Viele Kommentatoren in den Medien stellten fest, dass die FDA durch diesen Schritt an Glaubwürdigkeit eingebüßt habe. Die New York Times berichtete über das Thema wie folgt: "Die Gewohnheit der Bush-Administration, wissenschaftliche Einrichtungen zu politisieren, war in dieser Woche wieder auf dem Bildschirm, als die Food and Drug Administration ohne zwingenden Grund unerwartet eine kurze, schlecht begründete Stellungnahme veröffentlichte, die den therapeutischen Wert von Marihuana verneinte. Die Stellungnahme wurde als Antwort auf vielfältige Anfragen aus dem Weißen Haus beschrieben, ihre wahrscheinliche Absicht besteht jedoch in der Unterstützung von Razzien gegen Personen, die Marihuana aus medizinischen Gründen rauchen, und in dem Widerstand gegen Bemühungen von Bundesstaaten, dieses Verhalten zu legalisieren. (…) Wenn die FDA ein heikles Thema behandelt, setzt sie im Allgemeinen eine Expertengruppe ein, die die jüngsten Erkenntnisse durchsieht und dann eine Meinung abgibt, ob eine Substanz sicher und wirksam für die Verwendung ist. Dieses Mal veröffentlichte die Behörde eine knappe einseitige Stellungnahme, die versichert, dass 'keine stichhaltigen wissenschaftlichen Studien' die medizinische Verwendung von Marihuana unterstützten."
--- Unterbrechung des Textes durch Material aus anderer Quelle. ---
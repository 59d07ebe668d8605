//! Currency type with statutory rounding rules.

use rust_decimal::Decimal;
use rust_decimal_macros::dec;
use serde::{Deserialize, Serialize};
use std::fmt;
use std::ops::{Add, AddAssign, Mul, Sub, SubAssign};

/// Represents a rupee amount.
///
/// Internally uses `rust_decimal::Decimal` so slab/cess/surcharge math stays
/// exact until a rounding site is reached; all user-visible amounts are
/// whole rupees.
#[derive(Debug, Clone, Copy, PartialEq, Eq, PartialOrd, Ord, Hash, Serialize, Deserialize)]
#[serde(transparent)]
pub struct Money(Decimal);

impl Money {
    /// Zero rupees.
    pub const ZERO: Money = Money(dec!(0));

    /// Create from a decimal value.
    pub fn new(amount: Decimal) -> Self {
        Self(amount)
    }

    /// Create from whole rupees.
    pub fn from_rupees(rupees: i64) -> Self {
        Self(Decimal::new(rupees, 0))
    }

    /// Returns the inner decimal value.
    pub fn as_decimal(&self) -> Decimal {
        self.0
    }

    /// Returns the amount as whole rupees (truncated).
    pub fn as_rupees(&self) -> i64 {
        self.0.trunc().to_string().parse().unwrap_or(0)
    }

    /// Returns true if the amount is zero.
    pub fn is_zero(&self) -> bool {
        self.0.is_zero()
    }

    /// Returns true if the amount is negative.
    pub fn is_negative(&self) -> bool {
        self.0.is_sign_negative() && !self.0.is_zero()
    }

    /// Returns true if the amount is positive.
    pub fn is_positive(&self) -> bool {
        self.0.is_sign_positive() && !self.0.is_zero()
    }

    /// Returns the absolute value.
    pub fn abs(&self) -> Self {
        Self(self.0.abs())
    }

    /// Returns the minimum of two amounts.
    pub fn min(self, other: Self) -> Self {
        Self(self.0.min(other.0))
    }

    /// Returns the maximum of two amounts.
    pub fn max(self, other: Self) -> Self {
        Self(self.0.max(other.0))
    }

    /// Clamp to a non-negative amount.
    pub fn non_negative(self) -> Self {
        Self(self.0.max(Decimal::ZERO))
    }

    /// Round to the nearest whole rupee.
    ///
    /// Half-away-from-zero, used at every rounding site (cess, surcharge,
    /// savings) so results are consistent across checks.
    pub fn round_to_rupee(&self) -> Self {
        Self(
            self.0
                .round_dp_with_strategy(0, rust_decimal::RoundingStrategy::MidpointAwayFromZero),
        )
    }

    /// Multiply by a dimensionless rate (e.g., a tax rate or a slab rate).
    pub fn multiply_rate(&self, rate: Decimal) -> Self {
        Self(self.0 * rate)
    }

    /// Saturating subtraction: returns zero if the result would be negative.
    pub fn saturating_sub(&self, other: Self) -> Self {
        if self.0 > other.0 {
            Self(self.0 - other.0)
        } else {
            Self::ZERO
        }
    }
}

impl Default for Money {
    fn default() -> Self {
        Self::ZERO
    }
}

impl fmt::Display for Money {
    fn fmt(&self, f: &mut fmt::Formatter<'_>) -> fmt::Result {
        write!(f, "\u{20b9}{}", self.round_to_rupee().0.trunc())
    }
}

impl Add for Money {
    type Output = Self;

    fn add(self, other: Self) -> Self {
        Self(self.0 + other.0)
    }
}

impl AddAssign for Money {
    fn add_assign(&mut self, other: Self) {
        self.0 += other.0;
    }
}

impl Sub for Money {
    type Output = Self;

    fn sub(self, other: Self) -> Self {
        Self(self.0 - other.0)
    }
}

impl SubAssign for Money {
    fn sub_assign(&mut self, other: Self) {
        self.0 -= other.0;
    }
}

impl Mul<Decimal> for Money {
    type Output = Money;

    fn mul(self, rate: Decimal) -> Money {
        self.multiply_rate(rate)
    }
}

impl std::iter::Sum for Money {
    fn sum<I: Iterator<Item = Self>>(iter: I) -> Self {
        iter.fold(Self::ZERO, |acc, x| acc + x)
    }
}

impl From<Decimal> for Money {
    fn from(d: Decimal) -> Self {
        Self(d)
    }
}

impl From<Money> for Decimal {
    fn from(m: Money) -> Self {
        m.0
    }
}

#[cfg(test)]
mod tests {
    use super::*;

    #[test]
    fn test_from_rupees() {
        let m = Money::from_rupees(12345);
        assert_eq!(m.as_rupees(), 12345);
        assert_eq!(m.to_string(), "\u{20b9}12345");
    }

    #[test]
    fn test_rounding_half_away_from_zero() {
        let m1 = Money::new(dec!(123.49));
        assert_eq!(m1.round_to_rupee(), Money::from_rupees(123));

        let m2 = Money::new(dec!(123.50));
        assert_eq!(m2.round_to_rupee(), Money::from_rupees(124));

        let m3 = Money::new(dec!(123.51));
        assert_eq!(m3.round_to_rupee(), Money::from_rupees(124));
    }

    #[test]
    fn test_saturating_sub() {
        let a = Money::from_rupees(100);
        let b = Money::from_rupees(150);
        assert_eq!(a.saturating_sub(b), Money::ZERO);
        assert_eq!(b.saturating_sub(a), Money::from_rupees(50));
    }

    #[test]
    fn test_sum() {
        let amounts = vec![
            Money::from_rupees(100),
            Money::from_rupees(200),
            Money::from_rupees(300),
        ];
        let total: Money = amounts.into_iter().sum();
        assert_eq!(total, Money::from_rupees(600));
    }

    #[test]
    fn test_non_negative() {
        let m = Money::new(dec!(-50));
        assert_eq!(m.non_negative(), Money::ZERO);
        assert_eq!(Money::from_rupees(50).non_negative(), Money::from_rupees(50));
    }
}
Die britische Zeitschrift Economist schrieb: "Wenn Cannabis unbekannt wäre und Sucher nach pflanzlichen Wirkstoffen ihn plötzlich in einer abgelegenen Felsspalte finden würden, so würde seine Entdeckung ohne Zweifel als ein medizinischer Durchbruch gefeiert. Wissenschaftler würden sein Potenzial für die Behandlung von allem zwischen Schmerz und Krebs preisen und über seine reichhaltigen arzneilichen Möglichkeiten staunen – viele seiner Bestandteile immitieren lebensnotwendige Moleküle im menschlichen Körper. In der Wirklichkeit hat Cannabis die Menschheit seit Tausenden von Jahren begleitet und wird von vielen Regierungen (besonders der amerikanischen) als gefährliche Droge ohne Nutzen betrachtet." In dem Artikel heißt es, dass es der Stellungnahme der FDA an "gesundem Menschenverstand" fehle.
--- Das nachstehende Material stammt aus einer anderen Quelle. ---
// src/asset.rs
use chrono::{DateTime, Utc};
use metrics::counter;
use serde::{Deserialize, Serialize};
use serde_json::{Value, json};
use std::collections::BTreeMap;
use std::sync::Arc;
use tracing::debug;

use crate::store::{DocVersion, Selector, StateStore};
use crate::{EventSink, LedgerError};

pub(crate) const ASSET_DOC_TYPE: &str = "asset";

#[derive(Debug, Clone, Copy, PartialEq, Eq, Serialize, Deserialize)]
#[serde(rename_all = "lowercase")]
pub enum AssetStatus {
    Draft,
    Published,
    Archived,
}

/// A physical-asset record. Callers may attach arbitrary descriptive
/// fields beyond the typed ones; they ride in `extra` and survive merges.
#[derive(Debug, Clone, Serialize, Deserialize)]
#[serde(rename_all = "camelCase")]
pub struct Asset {
    pub id: String,
    pub doc_type: String,
    pub name: String,
    pub description: String,
    pub asset_type: String,
    #[serde(default, skip_serializing_if = "Option::is_none")]
    pub location: Option<String>,
    pub total_value: f64,
    pub status: AssetStatus,
    #[serde(default, skip_serializing_if = "Option::is_none")]
    pub token_id: Option<String>,
    pub created_at: DateTime<Utc>,
    pub updated_at: DateTime<Utc>,
    #[serde(default, skip_serializing_if = "Option::is_none")]
    pub published_at: Option<DateTime<Utc>>,
    #[serde(default, skip_serializing_if = "Option::is_none")]
    pub archived_at: Option<DateTime<Utc>>,
    pub created_by: String,
    #[serde(default, skip_serializing_if = "Option::is_none")]
    pub updated_by: Option<String>,
    #[serde(default, skip_serializing_if = "Option::is_none")]
    pub published_by: Option<String>,
    #[serde(flatten)]
    pub extra: BTreeMap<String, Value>,
}

/// Fields the merge in `update_asset` must never touch.
const IMMUTABLE_FIELDS: [&str; 4] = ["id", "docType", "createdAt", "createdBy"];

/// Owns asset records and their lifecycle: draft → published →
/// archived / deleted. No dependencies on the other services.
pub struct AssetRegistry {
    store: Arc<dyn StateStore>,
}

impl AssetRegistry {
    pub fn new(store: Arc<dyn StateStore>) -> Self {
        Self { store }
    }

    /// Create a new asset in `draft` status.
    pub async fn create_asset(
        &self,
        caller: &str,
        events: &mut EventSink,
        asset_id: &str,
        data: Value,
    ) -> Result<Asset, LedgerError> {
        if asset_id.is_empty() {
            return Err(LedgerError::Validation("asset id is required".to_string()));
        }
        if self.store.get(asset_id).await?.is_some() {
            return Err(LedgerError::AlreadyExists(format!("Asset {}", asset_id)));
        }

        let mut fields = as_object(data, "asset data")?;
        for field in ["name", "description", "assetType", "totalValue"] {
            if !is_truthy(fields.get(field)) {
                return Err(LedgerError::Validation(format!(
                    "required field {} is missing",
                    field
                )));
            }
        }

        let now = Utc::now();
        fields.insert("id".to_string(), json!(asset_id));
        fields.insert("docType".to_string(), json!(ASSET_DOC_TYPE));
        fields
            .entry("status".to_string())
            .or_insert_with(|| json!(AssetStatus::Draft));
        fields.insert("createdAt".to_string(), json!(now));
        fields.insert("updatedAt".to_string(), json!(now));
        fields.insert("createdBy".to_string(), json!(caller));

        let asset: Asset = serde_json::from_value(Value::Object(fields))
            .map_err(|err| LedgerError::Validation(err.to_string()))?;

        self.store
            .put(asset_id, serde_json::to_value(&asset)?)
            .await?;

        events.emit(
            "AssetCreated",
            json!({
                "assetId": asset_id,
                "action": "created",
                "timestamp": asset.created_at,
            }),
        );
        counter!("meros.asset.mutations", "op" => "create").increment(1);
        debug!(asset_id, "asset created");

        Ok(asset)
    }

    /// Merge `updates` into an existing asset, skipping immutable fields.
    pub async fn update_asset(
        &self,
        caller: &str,
        events: &mut EventSink,
        asset_id: &str,
        updates: Value,
    ) -> Result<Asset, LedgerError> {
        let stored = self.require_raw(asset_id).await?;
        let mut fields = as_object(stored, "stored asset")
            .map_err(|err| LedgerError::Storage(err.to_string()))?;
        let updates = as_object(updates, "update data")?;

        for (name, value) in updates {
            if !IMMUTABLE_FIELDS.contains(&name.as_str()) {
                fields.insert(name, value);
            }
        }
        fields.insert("updatedAt".to_string(), json!(Utc::now()));
        fields.insert("updatedBy".to_string(), json!(caller));

        let asset: Asset = serde_json::from_value(Value::Object(fields))
            .map_err(|err| LedgerError::Validation(err.to_string()))?;

        self.store
            .put(asset_id, serde_json::to_value(&asset)?)
            .await?;

        events.emit(
            "AssetUpdated",
            json!({
                "assetId": asset_id,
                "action": "updated",
                "timestamp": asset.updated_at,
            }),
        );
        counter!("meros.asset.mutations", "op" => "update").increment(1);

        Ok(asset)
    }

    /// Make an asset available for investment. Requires a minted token.
    pub async fn publish_asset(
        &self,
        caller: &str,
        events: &mut EventSink,
        asset_id: &str,
    ) -> Result<Asset, LedgerError> {
        let mut asset = self.get_asset(asset_id).await?;

        if asset.token_id.is_none() {
            return Err(LedgerError::InvalidStateTransition(
                "asset must have associated tokens before publishing".to_string(),
            ));
        }

        let now = Utc::now();
        asset.status = AssetStatus::Published;
        asset.published_at = Some(now);
        asset.updated_at = now;
        asset.published_by = Some(caller.to_string());

        self.store
            .put(asset_id, serde_json::to_value(&asset)?)
            .await?;

        events.emit(
            "AssetPublished",
            json!({
                "assetId": asset_id,
                "action": "published",
                "timestamp": now,
            }),
        );
        counter!("meros.asset.mutations", "op" => "publish").increment(1);
        debug!(asset_id, "asset published");

        Ok(asset)
    }

    pub async fn archive_asset(
        &self,
        _caller: &str,
        events: &mut EventSink,
        asset_id: &str,
    ) -> Result<Asset, LedgerError> {
        let mut asset = self.get_asset(asset_id).await?;

        let now = Utc::now();
        asset.status = AssetStatus::Archived;
        asset.archived_at = Some(now);
        asset.updated_at = now;

        self.store
            .put(asset_id, serde_json::to_value(&asset)?)
            .await?;

        events.emit(
            "AssetArchived",
            json!({
                "assetId": asset_id,
                "action": "archived",
                "timestamp": now,
            }),
        );
        counter!("meros.asset.mutations", "op" => "archive").increment(1);

        Ok(asset)
    }

    /// Remove the document entirely. Prior states stay reachable through
    /// the substrate's historical-version query only.
    pub async fn delete_asset(
        &self,
        _caller: &str,
        events: &mut EventSink,
        asset_id: &str,
    ) -> Result<(), LedgerError> {
        self.require_raw(asset_id).await?;
        self.store.delete(asset_id).await?;

        events.emit(
            "AssetDeleted",
            json!({
                "assetId": asset_id,
                "action": "deleted",
                "timestamp": Utc::now(),
            }),
        );
        counter!("meros.asset.mutations", "op" => "delete").increment(1);

        Ok(())
    }

    // ==================== Queries ====================

    pub async fn get_asset(&self, asset_id: &str) -> Result<Asset, LedgerError> {
        let raw = self.require_raw(asset_id).await?;
        Ok(serde_json::from_value(raw)?)
    }

    pub async fn asset_exists(&self, asset_id: &str) -> Result<bool, LedgerError> {
        Ok(self.store.get(asset_id).await?.is_some())
    }

    /// All assets, optionally narrowed by a caller-supplied selector.
    pub async fn get_all_assets(
        &self,
        filter: Option<Selector>,
    ) -> Result<Vec<Asset>, LedgerError> {
        let selector = filter.unwrap_or_else(|| Selector::doc_type(ASSET_DOC_TYPE));
        self.query_assets(&selector).await
    }

    pub async fn get_published_assets(&self) -> Result<Vec<Asset>, LedgerError> {
        let selector = Selector::doc_type(ASSET_DOC_TYPE).field("status", "published");
        self.query_assets(&selector).await
    }

    pub async fn get_assets_by_type(&self, asset_type: &str) -> Result<Vec<Asset>, LedgerError> {
        let selector = Selector::doc_type(ASSET_DOC_TYPE).field("assetType", asset_type);
        self.query_assets(&selector).await
    }

    /// Selector merge: caller criteria layered over the asset doc type.
    pub async fn search_assets(
        &self,
        criteria: BTreeMap<String, Value>,
    ) -> Result<Vec<Asset>, LedgerError> {
        let selector = Selector::doc_type(ASSET_DOC_TYPE).with_criteria(criteria);
        self.query_assets(&selector).await
    }

    /// Every committed version of the asset document, newest first.
    pub async fn get_asset_history(&self, asset_id: &str) -> Result<Vec<DocVersion>, LedgerError> {
        self.store.history(asset_id).await
    }

    async fn query_assets(&self, selector: &Selector) -> Result<Vec<Asset>, LedgerError> {
        self.store
            .query(selector)
            .await?
            .into_iter()
            .map(|doc| serde_json::from_value(doc).map_err(LedgerError::from))
            .collect()
    }

    async fn require_raw(&self, asset_id: &str) -> Result<Value, LedgerError> {
        self.store
            .get(asset_id)
            .await?
            .ok_or_else(|| LedgerError::NotFound(format!("Asset {}", asset_id)))
    }
}

pub(crate) fn as_object(
    value: Value,
    what: &str,
) -> Result<serde_json::Map<String, Value>, LedgerError> {
    match value {
        Value::Object(map) => Ok(map),
        _ => Err(LedgerError::Validation(format!(
            "{} must be a JSON object",
            what
        ))),
    }
}

/// The source's truthiness check for required fields: absent, null, empty
/// string, zero, and false all count as missing.
pub(crate) fn is_truthy(value: Option<&Value>) -> bool {
    match value {
        None | Some(Value::Null) => false,
        Some(Value::Bool(b)) => *b,
        Some(Value::String(s)) => !s.is_empty(),
        Some(Value::Number(n)) => n.as_f64().is_some_and(|f| f != 0.0),
        Some(Value::Array(_)) | Some(Value::Object(_)) => true,
    }
}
Dr. Daniele Piomelli, Professor für Pharmakologie an der Universität von Kalifornien, wurde von der New York Times zitiert, dass er "niemals einen Wissenschaftler getroffen hat, der sagen würde, dass Marihuana entweder gefährlich oder nutzlos ist". Studien zeigen deutlich, dass Marihuana einigen Nutzen für einige Patienten hat, erklärte Dr. Piomelli. "Wir stimmen alle darin überein."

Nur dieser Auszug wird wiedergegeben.